# Must have SHORTER CRANKS!



## NukeDOC (Nov 11, 2011)

ok so i have jumped on the shorter crank bandwagon, and i am a true believer. i already have a 155mm on my single speed, and a 150mm on my triathlon bike, with both showing noticeable improvements in speed, aerodynamics, and most importantly... knee pain. 

so... 
i have a jamis xenith race with a BB30 bottom bracket and 170mm gossamers. this is my favorite bike... but now i refuse to ride her because of the fact that i do not yet have short cranks on her.

i have two options, and though money is a definite factor, overall longterm satisfaction bears a little bit more weight. so now my question is out of my options which would be "smarter"?

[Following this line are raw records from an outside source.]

//! Invoking a function with an explicit receiver.
//!
//! [`apply`] takes the arguments as one array value, [`call`] (and the [`call!`]
//! macro) take them as trailing values. Both bind the callee into the context's
//! reserved slot before dispatching, and both reject a non-callable callee before
//! touching the context.

use serde_json::Value;
use std::fmt;
use std::ops::RangeInclusive;
use std::sync::Arc;
use tracing::debug;

use crate::context::{function_label, Context};
use crate::errors::{EvalError, Result};
use crate::functions::{fit_args, Function};
use crate::values::type_name;

/// Anything that may sit in the callee position: data or a function.
#[derive(Clone)]
pub enum Callee {
    Value(Value),
    Function(Arc<dyn Function>),
}

impl Callee {
    pub fn function<F: Function + 'static>(f: F) -> Self {
        Callee::Function(Arc::new(f))
    }

    pub fn is_callable(&self) -> bool {
        matches!(self, Callee::Function(_))
    }

    pub fn as_function(&self) -> Result<&Arc<dyn Function>> {
        match self {
            Callee::Function(f) => Ok(f),
            Callee::Value(v) => Err(EvalError::NotCallable(v.to_string())),
        }
    }

    /// Data view; functions become their `[Function: name]` label.
    pub fn into_value(self) -> Value {
        match self {
            Callee::Value(v) => v,
            Callee::Function(f) => Value::String(function_label(f.name())),
        }
    }
}

impl From<Value> for Callee {
    fn from(v: Value) -> Self {
        Callee::Value(v)
    }
}

impl From<Arc<dyn Function>> for Callee {
    fn from(f: Arc<dyn Function>) -> Self {
        Callee::Function(f)
    }
}

impl fmt::Debug for Callee {
    fn fmt(&self, f: &mut fmt::Formatter<'_>) -> fmt::Result {
        match self {
            Callee::Value(v) => write!(f, "Value({v})"),
            Callee::Function(func) => write!(f, "{}", function_label(func.name())),
        }
    }
}

/// Positional form: `args` must be an array (`None` means no arguments).
///
/// A missing context is replaced by a fresh empty one.
pub fn apply(
    callee: &Callee,
    context: Option<&mut Context>,
    args: Option<&Value>,
) -> Result<Value> {
    let f = callee.as_function()?;
    let args: &[Value] = match args {
        None => &[][..],
        Some(Value::Array(items)) => items.as_slice(),
        Some(other) => {
            return Err(EvalError::InvalidArgumentList(type_name(other).to_string()));
        }
    };
    invoke_bound(f, context, args)
}

/// Spread form: arguments arrive already positional, so there is nothing to validate
/// beyond the callee itself.
pub fn call<I>(callee: &Callee, context: Option<&mut Context>, args: I) -> Result<Value>
where
    I: IntoIterator<Item = Value>,
{
    let args: Vec<Value> = args.into_iter().collect();
    call_slice(callee, context, &args)
}

/// [`call`] over borrowed arguments, for callers that reuse one buffer.
pub(crate) fn call_slice(
    callee: &Callee,
    context: Option<&mut Context>,
    args: &[Value],
) -> Result<Value> {
    let f = callee.as_function()?;
    invoke_bound(f, context, args)
}

/// `call!(callee, context, a, b, ...)`, converting each trailing argument with
/// `Value::from`.
#[macro_export]
macro_rules! call {
    ($callee:expr, $context:expr $(, $arg:expr)* $(,)?) => {
        $crate::invoke::call(
            $callee,
            $context,
            ::std::vec![$($crate::Value::from($arg)),*],
        )
    };
}

fn invoke_bound(
    f: &Arc<dyn Function>,
    context: Option<&mut Context>,
    args: &[Value],
) -> Result<Value> {
    let args = fit_args(f.as_ref(), args)?;
    let mut scratch = Context::new();
    let this = context.unwrap_or(&mut scratch);
    this.attach(Arc::clone(f));
    debug!(function = f.name(), argc = args.len(), "invoking with bound context");
    f.call(this, args)
}

/// Returns a callable that invokes `callee` with `context` and `args` prepended to
/// whatever it is later called with.
pub fn bind(callee: &Callee, context: Option<Context>, args: Vec<Value>) -> Result<Callee> {
    let target = Arc::clone(callee.as_function()?);
    Ok(Callee::function(Bound {
        target,
        this: context.unwrap_or_default(),
        args,
    }))
}

struct Bound {
    target: Arc<dyn Function>,
    this: Context,
    args: Vec<Value>,
}

impl Function for Bound {
    /// The target's name. A bound function is not distinguishable from its target in a
    /// context's `fn` slot; both render as `[Function: <target>]`.
    fn name(&self) -> &'static str {
        self.target.name()
    }

    fn arity(&self) -> RangeInclusive<usize> {
        let arity = self.target.arity();
        let n = self.args.len();
        arity.start().saturating_sub(n)..=arity.end().saturating_sub(n)
    }

    fn call(&self, _this: &Context, args: &[Value]) -> Result<Value> {
        let mut all = self.args.clone();
        all.extend_from_slice(args);
        let mut this = self.this.clone();
        invoke_bound(&self.target, Some(&mut this), &all)
    }
}
pub mod errors;
pub mod context;
pub mod functions;  // plugin model
pub mod invoke;
pub mod seq;
pub mod values;
pub mod demos;
pub mod expression;
pub mod parser;

pub use serde_json::Value;

pub use context::Context;
pub use errors::{EvalError, Result};
pub use expression::Evaluator;
pub use functions::{Function, Registry};
pub use invoke::{apply, bind, call, Callee};
pub use seq::{filter, fold, map, reduce, Seq};

/// Convenience: evaluate with the built-in registry.
pub fn eval(expr: &str) -> Result<Value> {
    let ev = Evaluator::new(Registry::with_builtins());
    ev.eval(expr)
}
use polyfill_utils as pu;
use pu::{Callee, Context, EvalError};
use serde_json::json;

// A non-callable receiver is rejected before the context is touched.
#[test]
fn test_call_on_number_is_not_callable() {
    let mut ctx = Context::new().with("brand", "Toyota");
    let err = pu::call!(&Callee::from(json!(5)), Some(&mut ctx), "Camry").unwrap_err();
    assert!(matches!(err, EvalError::NotCallable(_)), "got {err}");
    assert_eq!(err.to_string(), "TypeError: 5 is not a function");
    assert!(ctx.bound_function().is_none());
}

#[test]
fn test_apply_with_string_argument_list() {
    let err = pu::eval("apply(display_details, null, \"abc\")").unwrap_err();
    assert!(matches!(err, EvalError::InvalidArgumentList(_)), "got {err}");
}

#[test]
fn test_reduce_empty_without_seed() {
    let err = pu::reduce(&[] as &[i64], |acc, x, _, _| acc + x, None).unwrap_err();
    assert!(matches!(err, EvalError::EmptyReduce));
    assert_eq!(pu::eval("reduce([], add, 0)").unwrap(), json!(0));
}

#[test]
fn test_unknown_function_and_bad_syntax() {
    assert!(matches!(pu::eval("frobnicate(1)"), Err(EvalError::UnknownFunction(_))));
    assert!(matches!(pu::eval("map([1, 2]"), Err(EvalError::Parse(_))));
    assert!(matches!(pu::eval("times(1)"), Err(EvalError::Arity { .. })));
}
use clap::{Parser, Subcommand};
use polyfill_utils::demos::{self, DEMOS};
use polyfill_utils::{EvalError, Evaluator, Registry};
use tracing::{debug, Level};

/// Runs the built-in demonstrations or evaluates an expression.
#[derive(Parser, Debug)]
#[command(author, version, about)]
struct Args {
    /// Log at debug level
    #[arg(short, long, global = true)]
    verbose: bool,

    #[command(subcommand)]
    command: Command,
}

#[derive(Subcommand, Debug)]
enum Command {
    /// Run one demo by name, or all of them
    Demo {
        /// apply, call, filter, map or reduce
        name: Option<String>,
        /// Print a JSON report per demo instead of the plain line
        #[arg(long)]
        json: bool,
    },
    /// Evaluate an expression such as `map([1,2,3], bind(times, null, 2))`
    Eval {
        expr: String,
    },
}

fn main() {
    let args = Args::parse();

    tracing_subscriber::fmt()
        .with_max_level(if args.verbose { Level::DEBUG } else { Level::WARN })
        .with_writer(std::io::stderr)
        .init();

    if let Err(e) = run(args.command) {
        eprintln!("{e}");
        std::process::exit(1);
    }
}

fn run(command: Command) -> Result<(), EvalError> {
    match command {
        Command::Demo { name, json } => {
            let selected: Vec<_> = match name {
                Some(name) => vec![demos::find(&name)
                    .ok_or_else(|| EvalError::Runtime(format!("no demo named `{name}`")))?],
                None => DEMOS.iter().collect(),
            };
            for demo in selected {
                debug!(demo = demo.name, "running");
                let report = demo.report()?;
                if json {
                    let out = serde_json::to_string(&report)
                        .map_err(|e| EvalError::Runtime(e.to_string()))?;
                    println!("{out}");
                } else {
                    println!("{}", report.output);
                }
            }
        }
        Command::Eval { expr } => {
            let ev = Evaluator::new(Registry::with_builtins());
            let out = ev.eval(&expr)?;
            let pretty = serde_json::to_string_pretty(&out)
                .map_err(|e| EvalError::Runtime(e.to_string()))?;
            println!("{pretty}");
        }
    }
    Ok(())
}
use thiserror::Error;

/// Every failure the utilities and the expression layer can raise.
#[derive(Debug, Error)]
pub enum EvalError {
    /// The receiver of call/apply/bind is not a callable value.
    #[error("TypeError: {0} is not a function")]
    NotCallable(String),

    /// The argument list handed to `apply` is not an array.
    #[error("TypeError: CreateListFromArrayLike called on non-object ({0})")]
    InvalidArgumentList(String),

    #[error("reduce of empty sequence with no initial value")]
    EmptyReduce,

    #[error("{name} expects {expected} argument(s), got {got}")]
    Arity {
        name: String,
        expected: String,
        got: usize,
    },

    #[error("unknown function: {0}")]
    UnknownFunction(String),

    #[error("parse error: {0}")]
    Parse(String),

    #[error("runtime error: {0}")]
    Runtime(String),
}

pub type Result<T> = std::result::Result<T, EvalError>;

option 1: BB30 to threaded 68mm adapter. permanent solution as far as i know, so no turning back, but at least i could sell my old crank set with the bottom bracket which would make it an easier sell. from what i understand, the bearings and the "cups" would need to be removed, then the adapter press fit into the frame and sealed in with loctite... FOREVER. not sure about any warranty voids yet. but this would give me the ability to install a square taper BB to which i have a whole bunch of options of brand and length of cranks to install. total conversion shouldnt cost me no more than $200 with installation (i would rather pay someone to make sure its done right and possible avoid warranty violation, though i can do it myself).

option 2: 150mm RotoR 3D+ crankset for BB30. flat out swap. easy peasy. just not on the wallet at about $700 shipped. and selling my gossamer crank arms for about $15 (if that) isnt even making a dent in that. but the swap would be easier, i can do it myself. i dont have to worry about press fitting anything into a carbon frame (always scary to me). and i for sure am not voiding any warranty by doing a basic bolt on swap. but SEVEN HUNDRED BONES!

opinions?


----------



## cda 455 (Aug 9, 2010)

NukeDOC said:


> ok so i have jumped on the shorter crank bandwagon, and i am a true believer. i already have a 155mm on my single speed, and a 150mm on my triathlon bike, with both showing noticeable improvements in speed, aerodynamics, and most importantly... knee pain.
> 
> so...
> i have a jamis xenith race with a BB30 bottom bracket and 170mm gossamers. this is my favorite bike... but now i refuse to ride her because of the fact that i do not yet have short cranks on her.
> ...


I'll throw this out: 

Have you tried looking at BMX cranks for tapered-square axles? I bought a 180mm BMX crankset for tapered square axle to experiment much like what you have done. I believe they sell crank length that you're looking for. The problem is that they only hold single chainrings. Here's the website where I bought my crankset:

United Squad BMX Seat Post Clamp 1 1 8 28.6mm Black items in BMXGuru store on eBay!



Are the noticeable improvements logged/charted via cycle computer? 

What is your inseam/sit bone length?


I'm the exact opposite of you: I went with longer cranks, 180mm.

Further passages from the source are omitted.